Several synthetic branched polypeptides have been evaluated for in vitro toxicity and for immunogenicity. Preliminary investigations were carried out on the effect of these compounds on haematologic and serum parameters of mice in vivo. The polymers contain poly[Lys] backbone and short side chains composed of about three DL-Ala residues and one other amino acid residue (X) either at the end of the branches {poly[Lys-(X(i)-DL-Ala(m))], XAK} or at position next to the backbone {poly[Lys-(DL-Ala(m)-X(i))], AXK}. Cytotoxicity was analyzed in three systems using rat liver, mouse spleen and HeLa cells. Our data clearly suggest that there is a strong correlation between charge and cell killing activity of branched polypeptides. Thus polypeptides of amphoteric character are basically non-toxic, while compounds with predominantly cationic groups were found to be toxic or highly toxic. Immunogenicity and antigenicity of polypeptides were studied in three mouse strains (BALB/c, CBA, C57/B1). In contrast to the most immunogenic, cationic polypeptide X = D-Leu (D-UK), the glutamic acid containing analogues (EAK, D-EAK) induced IgG type immune responses only in BALB/c mice.
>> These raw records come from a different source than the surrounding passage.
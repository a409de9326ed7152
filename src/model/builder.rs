//! Model type declaration builder
//!
//! Replaces per-field annotations with one explicit registration call per
//! model type. Relation targets are named, not referenced, and resolved
//! against the registry on use.

use std::rc::Rc;

use indexmap::IndexMap;

use super::errors::{ModelError, ModelResult};
use super::shape::StorageShape;
use super::types::{FieldKind, ModelType};
use crate::index::{default_key_function, FieldSpec, KeyFunction};
use crate::query::Query;
use crate::relation::{QueryFn, RelationDef, RelationKind};

impl ModelType {
    /// Starts declaring a model type
    pub fn builder(name: impl Into<String>) -> ModelTypeBuilder {
        ModelTypeBuilder::new(name)
    }
}

/// Builder for [`ModelType`]
pub struct ModelTypeBuilder {
    name: String,
    path: Option<String>,
    shape: Option<StorageShape>,
    key_field: Option<FieldSpec>,
    key_function: KeyFunction,
    model_before_filter: Option<bool>,
    fields: IndexMap<String, FieldKind>,
    error: Option<ModelError>,
}

impl ModelTypeBuilder {
    fn new(name: impl Into<String>) -> Self {
        Self {
            name: name.into(),
            path: None,
            shape: None,
            key_field: None,
            key_function: default_key_function,
            model_before_filter: None,
            fields: IndexMap::new(),
            error: None,
        }
    }

    /// Store module path
    pub fn path(mut self, path: impl Into<String>) -> Self {
        self.path = Some(path.into());
        self
    }

    pub fn shape(mut self, shape: StorageShape) -> Self {
        self.shape = Some(shape);
        self
    }

    /// Declares a key field (also a plain field). Repeated calls build a
    /// composite key in call order.
    pub fn primary_key(mut self, field: impl Into<String>) -> Self {
        let field = field.into();
        let duplicate = self
            .key_field
            .as_ref()
            .map_or(false, |key| key.names().contains(&field.as_str()));

        if duplicate {
            self.fail(ModelError::MalformedKeyField {
                model: self.name.clone(),
                field: field.clone(),
            });
        } else {
            self.key_field = Some(match self.key_field.take() {
                None => FieldSpec::Single(field.clone()),
                Some(key) => key.push(field.clone()),
            });
        }

        self.fields.insert(field, FieldKind::Prop);
        self
    }

    /// Overrides the key function used for composite and foreign keys
    pub fn key_function(mut self, key_function: KeyFunction) -> Self {
        self.key_function = key_function;
        self
    }

    /// Overrides whether records are wrapped before filtering
    pub fn model_before_filter(mut self, enabled: bool) -> Self {
        self.model_before_filter = Some(enabled);
        self
    }

    /// Declares a plain stored field
    pub fn prop(mut self, field: impl Into<String>) -> Self {
        self.fields.insert(field.into(), FieldKind::Prop);
        self
    }

    /// Source record holds `fk_field` referencing the target's key
    pub fn belongs_to(
        self,
        field: impl Into<String>,
        target: impl Into<String>,
        fk_field: impl Into<FieldSpec>,
    ) -> Self {
        let kind = RelationKind::BelongsTo {
            fk_field: fk_field.into(),
        };
        self.relation(field, target, kind, None)
    }

    /// `belongs_to` whose related item must also satisfy a default query
    pub fn belongs_to_query<F>(
        self,
        field: impl Into<String>,
        target: impl Into<String>,
        fk_field: impl Into<FieldSpec>,
        query: F,
    ) -> Self
    where
        F: Fn(Query) -> Query + 'static,
    {
        let kind = RelationKind::BelongsTo {
            fk_field: fk_field.into(),
        };
        self.relation(field, target, kind, Some(Rc::new(query)))
    }

    /// Target records hold `fk_field` referencing the source's key
    pub fn has_many_by(
        self,
        field: impl Into<String>,
        target: impl Into<String>,
        fk_field: impl Into<FieldSpec>,
    ) -> Self {
        let kind = RelationKind::HasManyBy {
            fk_field: fk_field.into(),
        };
        self.relation(field, target, kind, None)
    }

    /// `has_many_by` with a default query applied per bucket
    pub fn has_many_by_query<F>(
        self,
        field: impl Into<String>,
        target: impl Into<String>,
        fk_field: impl Into<FieldSpec>,
        query: F,
    ) -> Self
    where
        F: Fn(Query) -> Query + 'static,
    {
        let kind = RelationKind::HasManyBy {
            fk_field: fk_field.into(),
        };
        self.relation(field, target, kind, Some(Rc::new(query)))
    }

    /// Source record holds an array of target keys in `fk_field`
    pub fn has_many_with(
        self,
        field: impl Into<String>,
        target: impl Into<String>,
        fk_field: impl Into<String>,
    ) -> Self {
        let kind = RelationKind::HasManyWith {
            fk_field: fk_field.into(),
        };
        self.relation(field, target, kind, None)
    }

    /// `has_many_with` with a default query over the related list
    pub fn has_many_with_query<F>(
        self,
        field: impl Into<String>,
        target: impl Into<String>,
        fk_field: impl Into<String>,
        query: F,
    ) -> Self
    where
        F: Fn(Query) -> Query + 'static,
    {
        let kind = RelationKind::HasManyWith {
            fk_field: fk_field.into(),
        };
        self.relation(field, target, kind, Some(Rc::new(query)))
    }

    /// Many-to-many through junction type `through`, whose records hold
    /// `source_fk` (to the source) and `target_fk` (to the target)
    pub fn has_many_through(
        self,
        field: impl Into<String>,
        target: impl Into<String>,
        through: impl Into<String>,
        source_fk: impl Into<FieldSpec>,
        target_fk: impl Into<FieldSpec>,
    ) -> Self {
        let kind = RelationKind::HasManyThrough {
            through: through.into(),
            source_fk: source_fk.into(),
            target_fk: target_fk.into(),
        };
        self.relation(field, target, kind, None)
    }

    /// `has_many_through` with a default query over the related list
    pub fn has_many_through_query<F>(
        self,
        field: impl Into<String>,
        target: impl Into<String>,
        through: impl Into<String>,
        source_fk: impl Into<FieldSpec>,
        target_fk: impl Into<FieldSpec>,
        query: F,
    ) -> Self
    where
        F: Fn(Query) -> Query + 'static,
    {
        let kind = RelationKind::HasManyThrough {
            through: through.into(),
            source_fk: source_fk.into(),
            target_fk: target_fk.into(),
        };
        self.relation(field, target, kind, Some(Rc::new(query)))
    }

    fn relation(
        mut self,
        field: impl Into<String>,
        target: impl Into<String>,
        kind: RelationKind,
        query: Option<QueryFn>,
    ) -> Self {
        let field = field.into();
        let relation = RelationDef {
            field: field.clone(),
            source: self.name.clone(),
            target: target.into(),
            kind,
            query,
        };
        self.fields
            .insert(field, FieldKind::Relation(Rc::new(relation)));
        self
    }

    fn fail(&mut self, error: ModelError) {
        if self.error.is_none() {
            self.error = Some(error);
        }
    }

    /// Finishes the declaration.
    ///
    /// Fails when no key field, path or storage shape was declared, or when
    /// a key field was declared twice.
    pub fn build(self) -> ModelResult<ModelType> {
        if let Some(error) = self.error {
            return Err(error);
        }
        let key_field = self
            .key_field
            .ok_or_else(|| ModelError::MissingKeyField(self.name.clone()))?;
        let (path, shape) = match (self.path, self.shape) {
            (Some(path), Some(shape)) if !path.is_empty() => (path, shape),
            _ => return Err(ModelError::MissingPath(self.name)),
        };

        Ok(ModelType {
            name: self.name,
            path,
            shape,
            key_field,
            key_function: self.key_function,
            model_before_filter: self.model_before_filter,
            fields: self.fields,
        })
    }
}
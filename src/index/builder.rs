//! Index construction
//!
//! Indices are derived views rebuilt from storage content on every access.
//! One pass over the input, keyed by the caller's key function.

use indexmap::IndexMap;

/// Builds a one-entry-per-key index.
///
/// Duplicate keys are not an error: the last item wins, while the key keeps
/// the position of its first appearance.
pub fn build_index<T, I, F>(items: I, mut key: F) -> IndexMap<String, T>
where
    I: IntoIterator<Item = T>,
    F: FnMut(&T) -> String,
{
    let items = items.into_iter();
    let mut index = IndexMap::with_capacity(items.size_hint().0);
    for item in items {
        index.insert(key(&item), item);
    }
    index
}

/// Groups items into per-key buckets.
///
/// An item yielding several keys is appended to each of their buckets.
/// Within a bucket, items keep their input order.
pub fn group_index<T, I, F, K>(items: I, mut keys: F) -> IndexMap<String, Vec<T>>
where
    T: Clone,
    I: IntoIterator<Item = T>,
    F: FnMut(&T) -> K,
    K: IntoIterator<Item = String>,
{
    let mut index: IndexMap<String, Vec<T>> = IndexMap::new();
    for item in items {
        for key in keys(&item) {
            index.entry(key).or_default().push(item.clone());
        }
    }
    index
}

/// Picks the entries of `index` named by `keys`, in key order.
///
/// Keys with no entry are dropped silently.
pub fn pick_keys<K, T>(index: &IndexMap<String, T>, keys: &[K]) -> IndexMap<String, T>
where
    K: AsRef<str>,
    T: Clone,
{
    keys.iter()
        .filter_map(|key| {
            index
                .get_key_value(key.as_ref())
                .map(|(key, item)| (key.clone(), item.clone()))
        })
        .collect()
}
The difference in the potency of EAK compared to D-EAK to elicit IgG type antibodies suggests that the introduction of chain terminating D-amino acids can enhance antigenicity. These results demonstrate the value of branched polypeptides in studying chemical structure-biological function correlations required for drug delivery and/or for constructing synthetic vaccine.